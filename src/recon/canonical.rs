//! Canonicalization layer.
//!
//! The two stores hold structurally different representations of the same
//! readings: the cache stores nested per-feeder JSON payloads bundling
//! 1..N time-series elements under one provenance score, the durable
//! store holds one flat row per reading. This module is the only place
//! those shape differences are resolved. Everything downstream (diffing,
//! repair) works on the canonical record types defined here:
//!
//! - identifiers coerce to `String` whether the origin carried a JSON
//!   number or a string
//! - timestamps parse from either origin format, truncate to whole
//!   seconds, and render through one fixed format
//! - numeric fields coerce to `f64` on both paths
//!
//! For any reading present in both stores with no drift, the canonical
//! record derived from the cache must equal the one derived from the
//! durable row. That equality is the correctness contract of the whole
//! engine and is what the round-trip tests pin down.

use anyhow::{bail, Context, Result};
use chrono::NaiveDateTime;
use serde::{Deserialize, Serialize};
use std::hash::{Hash, Hasher};

/// Timestamp format used inside cache payloads.
pub const CACHE_TS_FORMAT: &str = "%Y-%m-%dT%H:%M:%SZ";
/// Timestamp format used by the durable store and the canonical form.
pub const CANONICAL_TS_FORMAT: &str = "%Y-%m-%d %H:%M:%S";

// Accepted input formats, tried in order. Fractional-second variants are
// accepted and truncated; everything is UTC by ingestion convention.
const ACCEPTED_TS_FORMATS: [&str; 4] = [
    "%Y-%m-%dT%H:%M:%SZ",
    "%Y-%m-%dT%H:%M:%S%.fZ",
    "%Y-%m-%d %H:%M:%S",
    "%Y-%m-%d %H:%M:%S%.f",
];

/// Normalize a timestamp from either origin into the canonical rendering.
pub fn canonical_timestamp(raw: &str) -> Result<String> {
    for format in ACCEPTED_TS_FORMATS {
        if let Ok(ts) = NaiveDateTime::parse_from_str(raw, format) {
            return Ok(ts.format(CANONICAL_TS_FORMAT).to_string());
        }
    }
    bail!("unparseable timestamp {raw:?}")
}

/// Render a canonical timestamp back into the cache payload format.
pub fn cache_timestamp(canonical: &str) -> Result<String> {
    let ts = NaiveDateTime::parse_from_str(canonical, CANONICAL_TS_FORMAT)
        .with_context(|| format!("non-canonical timestamp {canonical:?}"))?;
    Ok(ts.format(CACHE_TS_FORMAT).to_string())
}

// ============================================================================
// Flexible field decoding
// ============================================================================

/// Ingestion writes identifier and numeric fields as JSON numbers or
/// strings depending on the upstream feed; both must decode.
mod flex {
    use serde::{Deserialize, Deserializer};

    #[derive(Deserialize)]
    #[serde(untagged)]
    enum StringOrNumber {
        Text(String),
        Number(serde_json::Number),
    }

    pub fn id_string<'de, D>(deserializer: D) -> Result<String, D::Error>
    where
        D: Deserializer<'de>,
    {
        match StringOrNumber::deserialize(deserializer)? {
            StringOrNumber::Text(s) => Ok(s),
            StringOrNumber::Number(n) => Ok(n.to_string()),
        }
    }

    pub fn float<'de, D>(deserializer: D) -> Result<f64, D::Error>
    where
        D: Deserializer<'de>,
    {
        match StringOrNumber::deserialize(deserializer)? {
            StringOrNumber::Text(s) => s
                .trim()
                .parse::<f64>()
                .map_err(|e| serde::de::Error::custom(format!("bad float {s:?}: {e}"))),
            StringOrNumber::Number(n) => n
                .as_f64()
                .ok_or_else(|| serde::de::Error::custom(format!("bad float {n}"))),
        }
    }
}
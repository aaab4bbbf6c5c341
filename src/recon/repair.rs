//! Repair execution: directional fill-the-gap writes.
//!
//! Durable-ward repairs map each canonical record 1:1 to a row and lean
//! on the store's natural keys for idempotency. Cache-ward repairs have
//! to rebuild the nested payload shape: records group by the feeder and
//! the original provenance score recovered from the durable row (plus
//! the channel for high-frequency readings, whose payload shape fixes
//! one channel per payload), and the rebuilt payload is filed at that
//! exact score so later windowed reads see it at a stable position.
//! Neither direction ever deletes or overwrites existing data.

use crate::recon::canonical::{
    self, BreakerEvent, HfReading, MeterEvent, OutageTicket,
};
use crate::stores::cache::{FeederCache, ScoredEntry};
use crate::stores::durable::TelemetryDb;
use anyhow::Result;
use std::collections::BTreeMap;
use tracing::debug;

// ============================================================================
// Durable-ward
// ============================================================================

pub fn repair_durable_breaker(db: &TelemetryDb, rows: &[BreakerEvent]) -> Result<usize> {
    if rows.is_empty() {
        return Ok(0);
    }
    debug!(
        "{} breaker events missing in the durable store, inserting",
        rows.len()
    );
    db.insert_breaker_batch(rows)
}

pub fn repair_durable_meter(db: &TelemetryDb, rows: &[MeterEvent]) -> Result<usize> {
    if rows.is_empty() {
        return Ok(0);
    }
    debug!(
        "{} meter events missing in the durable store, inserting",
        rows.len()
    );
    db.insert_meter_batch(rows)
}

pub fn repair_durable_hf(db: &TelemetryDb, rows: &[HfReading]) -> Result<usize> {
    if rows.is_empty() {
        return Ok(0);
    }
    debug!(
        "{} hf readings missing in the durable store, inserting",
        rows.len()
    );
    db.insert_hf_batch(rows)
}

pub fn repair_durable_ticket(db: &TelemetryDb, rows: &[OutageTicket]) -> Result<usize> {
    if rows.is_empty() {
        return Ok(0);
    }
    debug!(
        "{} outage tickets missing in the durable store, inserting",
        rows.len()
    );
    db.insert_ticket_batch(rows)
}

// ============================================================================
// Cache-ward
// ============================================================================

pub fn repair_cache_breaker(
    cache: &dyn FeederCache,
    namespace: &str,
    rows: &[BreakerEvent],
) -> Result<usize> {
    if rows.is_empty() {
        return Ok(0);
    }
    debug!("{} breaker events missing in the cache, inserting", rows.len());

    let mut groups: BTreeMap<(String, i64), Vec<BreakerEvent>> = BTreeMap::new();
    for row in rows {
        groups
            .entry((row.feeder_id.clone(), row.score))
            .or_default()
            .push(row.clone());
    }

    let mut repaired = 0;
    for ((feeder, score), mut group) in groups {
        group.sort_by(|a, b| a.timestamp_utc.cmp(&b.timestamp_utc));
        let member = serde_json::to_string(&canonical::breaker_payload(&group)?)?;
        cache.zadd_batch(namespace, &feeder, &[ScoredEntry { score, member }])?;
        repaired += group.len();
    }
    Ok(repaired)
}

pub fn repair_cache_meter(
    cache: &dyn FeederCache,
    namespace: &str,
    rows: &[MeterEvent],
) -> Result<usize> {
    if rows.is_empty() {
        return Ok(0);
    }
    debug!("{} meter events missing in the cache, inserting", rows.len());

    let mut groups: BTreeMap<(String, i64), Vec<MeterEvent>> = BTreeMap::new();
    for row in rows {
        groups
            .entry((row.feeder_id.clone(), row.score))
            .or_default()
            .push(row.clone());
    }

    let mut repaired = 0;
    for ((feeder, score), mut group) in groups {
        group.sort_by(|a, b| a.timestamp_utc.cmp(&b.timestamp_utc));
        let member = serde_json::to_string(&canonical::meter_payload(&group)?)?;
        cache.zadd_batch(namespace, &feeder, &[ScoredEntry { score, member }])?;
        repaired += group.len();
    }
    Ok(repaired)
}

pub fn repair_cache_hf(
    cache: &dyn FeederCache,
    namespace: &str,
    rows: &[HfReading],
) -> Result<usize> {
    if rows.is_empty() {
        return Ok(0);
    }
    debug!("{} hf readings missing in the cache, inserting", rows.len());

    // One channel per payload, so the channel joins the grouping key.
    let mut groups: BTreeMap<(String, String, i64), Vec<HfReading>> = BTreeMap::new();
    for row in rows {
        groups
            .entry((row.feeder_id.clone(), row.channel_id.clone(), row.score))
            .or_default()
            .push(row.clone());
    }

    let mut repaired = 0;
    for ((feeder, _channel, score), mut group) in groups {
        group.sort_by(|a, b| a.timestamp_utc.cmp(&b.timestamp_utc));
        let member = serde_json::to_string(&canonical::hf_payload(&group)?)?;
        cache.zadd_batch(namespace, &feeder, &[ScoredEntry { score, member }])?;
        repaired += group.len();
    }
    Ok(repaired)
}

pub fn repair_cache_ticket(
    cache: &dyn FeederCache,
    namespace: &str,
    rows: &[OutageTicket],
) -> Result<usize> {
    if rows.is_empty() {
        return Ok(0);
    }
    debug!("{} outage tickets missing in the cache, inserting", rows.len());

    let mut groups: BTreeMap<(String, i64), Vec<OutageTicket>> = BTreeMap::new();
    for row in rows {
        groups
            .entry((row.feeder_id.clone(), row.score))
            .or_default()
            .push(row.clone());
    }

    let mut repaired = 0;
    for ((feeder, score), mut group) in groups {
        group.sort_by(|a, b| {
            a.power_off_utc
                .cmp(&b.power_off_utc)
                .then_with(|| a.warehouse_ticket_id.cmp(&b.warehouse_ticket_id))
        });
        let member = serde_json::to_string(&canonical::ticket_payload(&group)?)?;
        cache.zadd_batch(namespace, &feeder, &[ScoredEntry { score, member }])?;
        repaired += group.len();
    }
    Ok(repaired)
}

#[cfg(test)]
mod tests {
    use super::*;
    use crate::recon::canonical::decode_breaker_member;
    use crate::stores::cache::InMemoryFeederCache;

    fn breaker(feeder: &str, value: &str, ts: &str, score: i64) -> BreakerEvent {
        BreakerEvent {
            feeder_id: feeder.to_string(),
            value: value.to_string(),
            timestamp_utc: ts.to_string(),
            score,
            tenant_id: 1,
        }
    }

    #[test]
    fn cache_repair_groups_by_feeder_and_score() {
        let cache = InMemoryFeederCache::new();
        let rows = vec![
            breaker("42", "OPEN", "2024-01-01 00:00:05", 1704067205),
            breaker("42", "CLOSE", "2024-01-01 00:00:07", 1704067205),
            breaker("42", "OPEN", "2024-01-01 00:10:00", 1704067800),
            breaker("7", "OPEN", "2024-01-01 00:00:05", 1704067205),
        ];

        let repaired = repair_cache_breaker(&cache, "FPL:feeders:breaker", &rows).unwrap();
        assert_eq!(repaired, 4);

        // Feeder 42 gets two payloads (two distinct scores), feeder 7 one.
        let (_, entries) = cache.zscan("FPL:feeders:breaker", "42", 0, 10).unwrap();
        assert_eq!(entries.len(), 2);
        let bundled = decode_breaker_member(&entries[0].member, entries[0].score, 1).unwrap();
        assert_eq!(bundled.len(), 2);
        assert_eq!(entries[0].score, 1704067205);

        let (_, entries) = cache.zscan("FPL:feeders:breaker", "7", 0, 10).unwrap();
        assert_eq!(entries.len(), 1);
    }

    #[test]
    fn cache_repair_preserves_the_original_score() {
        let cache = InMemoryFeederCache::new();
        let rows = vec![breaker("7", "OPEN", "2023-11-14 22:13:20", 1700000000)];

        repair_cache_breaker(&cache, "ns", &rows).unwrap();
        let (_, entries) = cache.zscan("ns", "7", 0, 10).unwrap();
        assert_eq!(entries[0].score, 1700000000);

        // Re-running the same repair does not duplicate the payload.
        repair_cache_breaker(&cache, "ns", &rows).unwrap();
        let (_, entries) = cache.zscan("ns", "7", 0, 10).unwrap();
        assert_eq!(entries.len(), 1);
    }

    #[test]
    fn hf_repair_splits_channels_into_separate_payloads() {
        let cache = InMemoryFeederCache::new();
        let mk = |channel: &str| HfReading {
            feeder_id: "9".to_string(),
            channel_id: channel.to_string(),
            timestamp_utc: "2024-01-01 00:00:01".to_string(),
            value: 1.0,
            value_string: "1".to_string(),
            status: "OK".to_string(),
            score: 1704067201,
            tenant_id: 1,
        };

        repair_cache_hf(&cache, "ns", &[mk("CH1"), mk("CH2")]).unwrap();
        let (_, entries) = cache.zscan("ns", "9", 0, 10).unwrap();
        assert_eq!(entries.len(), 2);
    }

    #[test]
    fn empty_diffs_are_no_ops() {
        let cache = InMemoryFeederCache::new();
        assert_eq!(repair_cache_breaker(&cache, "ns", &[]).unwrap(), 0);
        assert!(cache.is_empty());
    }
}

● ● ● ● ● ● ●

- Task item
Begin at the first line of the material above. Transcribe each line exactly, ending with the line that contains "pub const CANONICAL_TS_FORMAT: &str".

- Solution to this task
filename src/recon/canonical.rs
//! Canonicalization layer.
//!
//! The two stores hold structurally different representations of the same
//! readings: the cache stores nested per-feeder JSON payloads bundling
//! 1..N time-series elements under one provenance score, the durable
//! store holds one flat row per reading. This module is the only place
//! those shape differences are resolved. Everything downstream (diffing,
//! repair) works on the canonical record types defined here:
//!
//! - identifiers coerce to `String` whether the origin carried a JSON
//!   number or a string
//! - timestamps parse from either origin format, truncate to whole
//!   seconds, and render through one fixed format
//! - numeric fields coerce to `f64` on both paths
//!
//! For any reading present in both stores with no drift, the canonical
//! record derived from the cache must equal the one derived from the
//! durable row. That equality is the correctness contract of the whole
//! engine and is what the round-trip tests pin down.

use anyhow::{bail, Context, Result};
use chrono::NaiveDateTime;
use serde::{Deserialize, Serialize};
use std::hash::{Hash, Hasher};

/// Timestamp format used inside cache payloads.
pub const CACHE_TS_FORMAT: &str = "%Y-%m-%dT%H:%M:%SZ";
/// Timestamp format used by the durable store and the canonical form.
pub const CANONICAL_TS_FORMAT: &str = "%Y-%m-%d %H:%M:%S";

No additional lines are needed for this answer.